This is an automated email from the ASF dual-hosted git repository.
zanmato pushed a commit to branch main
in repository https://gitbox.apache.org/repos/asf/arrow.git
The following commit(s) were added to refs/heads/main by this push:
new abbcd53007 GH-46063: [C++][Compute] Fix the issue that MinMax kernel
emits -inf/inf for all-NaN input (#48459)
abbcd53007 is described below
commit abbcd53007e613d8ece3e4abcdbae9ba2f4c618f
Author: Rossi Sun <[email protected]>
AuthorDate: Wed Jan 7 10:26:45 2026 +0800
GH-46063: [C++][Compute] Fix the issue that MinMax kernel emits -inf/inf
for all-NaN input (#48459)
### Rationale for this change
Our MinMax kernels emit -inf/inf for all-NaN input array, which doesn't
make sense.
### What changes are included in this PR?

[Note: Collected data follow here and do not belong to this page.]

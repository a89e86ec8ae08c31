use crate::{
    auth::Caller,
    dtos::{
        RequiredTermQuery, ResponseEnvelope, TermQuery,
        assignment::{AssignFacultyRequest, UpdateAssignmentRequest},
    },
    error::{ApiResponse, ApiResult},
    state::AppState,
};
use axum::{
    Json, Router,
    extract::{Path, Query, State},
    routing::{get, put},
};
use database::services::assignment::{
    AssignmentService, AssignmentView, AvailableFaculties, CourseAssignments, DepartmentFaculty,
};
use uuid::Uuid;

pub fn router() -> Router<AppState> {
    Router::new()
        .route("/faculties", get(department_faculties))
        .route(
            "/course/{course_id}",
            get(course_assignments).post(assign_faculty),
        )
        .route("/course/{course_id}/available", get(available_faculties))
        .route(
            "/course/{course_id}/faculty/{faculty_id}",
            put(update_assignment).delete(remove_assignment),
        )
}

/// Active faculties of the caller's department with their assignments
#[utoipa::path(
    get,
    path = "/api/assignments/faculties",
    responses(
        (status = 200, description = "Department faculties", body = ResponseEnvelope),
        (status = 403, description = "Not a HOD", body = ResponseEnvelope)
    ),
    security(("jwt" = [])),
    tag = "Assignments"
)]
pub async fn department_faculties(
    State(state): State<AppState>,
    Caller(caller): Caller,
) -> ApiResult<Vec<DepartmentFaculty>> {
    Ok(ApiResponse::ok(
        AssignmentService::department_faculties(&state.db, &caller).await?,
    ))
}

/// Department faculties not yet teaching the course in the term
#[utoipa::path(
    get,
    path = "/api/assignments/course/{course_id}/available",
    params(("course_id" = Uuid, Path, description = "Course ID"), TermQuery),
    responses(
        (status = 200, description = "Assignable faculties", body = ResponseEnvelope),
        (status = 403, description = "Not the HOD of the course's department", body = ResponseEnvelope)
    ),
    security(("jwt" = [])),
    tag = "Assignments"
)]
pub async fn available_faculties(
    State(state): State<AppState>,
    Caller(caller): Caller,
    Path(course_id): Path<Uuid>,
    Query(query): Query<TermQuery>,
) -> ApiResult<AvailableFaculties> {
    let available =
        AssignmentService::available_faculties(&state.db, &caller, course_id, query.term()?)
            .await?;
    Ok(ApiResponse::ok(available))
}

#[utoipa::path(
    get,
    path = "/api/assignments/course/{course_id}",
    params(("course_id" = Uuid, Path, description = "Course ID"), TermQuery),
    responses(
        (status = 200, description = "Assignments of the course", body = ResponseEnvelope),
        (status = 403, description = "Not the HOD of the course's department", body = ResponseEnvelope)
    ),
    security(("jwt" = [])),
    tag = "Assignments"
)]
pub async fn course_assignments(
    State(state): State<AppState>,
    Caller(caller): Caller,
    Path(course_id): Path<Uuid>,
    Query(query): Query<TermQuery>,
) -> ApiResult<CourseAssignments> {
    let listing = AssignmentService::list_for_course(
        &state.db,
        &caller,
        course_id,
        query.semester,
        query.year,
    )
    .await?;
    Ok(ApiResponse::ok(listing))
}

/// Assign a department faculty to the course for a term
#[utoipa::path(
    post,
    path = "/api/assignments/course/{course_id}",
    params(("course_id" = Uuid, Path, description = "Course ID")),
    request_body = AssignFacultyRequest,
    responses(
        (status = 201, description = "Faculty assigned", body = ResponseEnvelope),
        (status = 400, description = "Faculty belongs to another department", body = ResponseEnvelope),
        (status = 409, description = "Already assigned in this term", body = ResponseEnvelope)
    ),
    security(("jwt" = [])),
    tag = "Assignments"
)]
pub async fn assign_faculty(
    State(state): State<AppState>,
    Caller(caller): Caller,
    Path(course_id): Path<Uuid>,
    Json(req): Json<AssignFacultyRequest>,
) -> ApiResult<AssignmentView> {
    let view = AssignmentService::assign(&state.db, &caller, course_id, req.into()).await?;
    Ok(ApiResponse::created(view).with_message("Faculty assigned successfully"))
}

/// Update methodology or mode; a HOD may also reassign to another faculty
#[utoipa::path(
    put,
    path = "/api/assignments/course/{course_id}/faculty/{faculty_id}",
    params(
        ("course_id" = Uuid, Path, description = "Course ID"),
        ("faculty_id" = Uuid, Path, description = "Faculty ID")
    ),
    request_body = UpdateAssignmentRequest,
    responses(
        (status = 200, description = "Assignment updated", body = ResponseEnvelope),
        (status = 403, description = "Not permitted to change this assignment", body = ResponseEnvelope),
        (status = 409, description = "Target faculty already assigned", body = ResponseEnvelope)
    ),
    security(("jwt" = [])),
    tag = "Assignments"
)]
pub async fn update_assignment(
    State(state): State<AppState>,
    Caller(caller): Caller,
    Path((course_id, faculty_id)): Path<(Uuid, Uuid)>,
    Json(req): Json<UpdateAssignmentRequest>,
) -> ApiResult<AssignmentView> {
    let (term, update) = req.into_parts();
    let view =
        AssignmentService::update(&state.db, &caller, course_id, faculty_id, term, update).await?;
    Ok(ApiResponse::ok(view).with_message("Assignment updated successfully"))
}

#[utoipa::path(
    delete,
    path = "/api/assignments/course/{course_id}/faculty/{faculty_id}",
    params(
        ("course_id" = Uuid, Path, description = "Course ID"),
        ("faculty_id" = Uuid, Path, description = "Faculty ID"),
        RequiredTermQuery
    ),
    responses(
        (status = 200, description = "Assignment removed", body = ResponseEnvelope),
        (status = 404, description = "Assignment not found", body = ResponseEnvelope)
    ),
    security(("jwt" = [])),
    tag = "Assignments"
)]
pub async fn remove_assignment(
    State(state): State<AppState>,
    Caller(caller): Caller,
    Path((course_id, faculty_id)): Path<(Uuid, Uuid)>,
    Query(term): Query<RequiredTermQuery>,
) -> ApiResult<()> {
    AssignmentService::remove(&state.db, &caller, course_id, faculty_id, term.into()).await?;
    Ok(ApiResponse::message("Assignment removed successfully"))
}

Initialize the running min/max value from -inf/inf to NaN, so we can
leverage the nice property that:
`std::fmin/fmax(all-NaN) = NaN`
`std::fmin/fmax(NaN, non-NaN) = non-NaN`
### Are these changes tested?
Test included.
### Are there any user-facing changes?
None.
* GitHub Issue: #46063
Authored-by: Rossi Sun <[email protected]>
Signed-off-by: Rossi Sun <[email protected]>
---
cpp/src/arrow/acero/hash_aggregate_test.cc | 68 ++++++++++++++++++
.../arrow/compute/kernels/aggregate_basic.inc.cc | 4 +-
cpp/src/arrow/compute/kernels/aggregate_test.cc | 22 ++++++
cpp/src/arrow/compute/kernels/hash_aggregate.cc | 82 +++++++++++-----------
4 files changed, 134 insertions(+), 42 deletions(-)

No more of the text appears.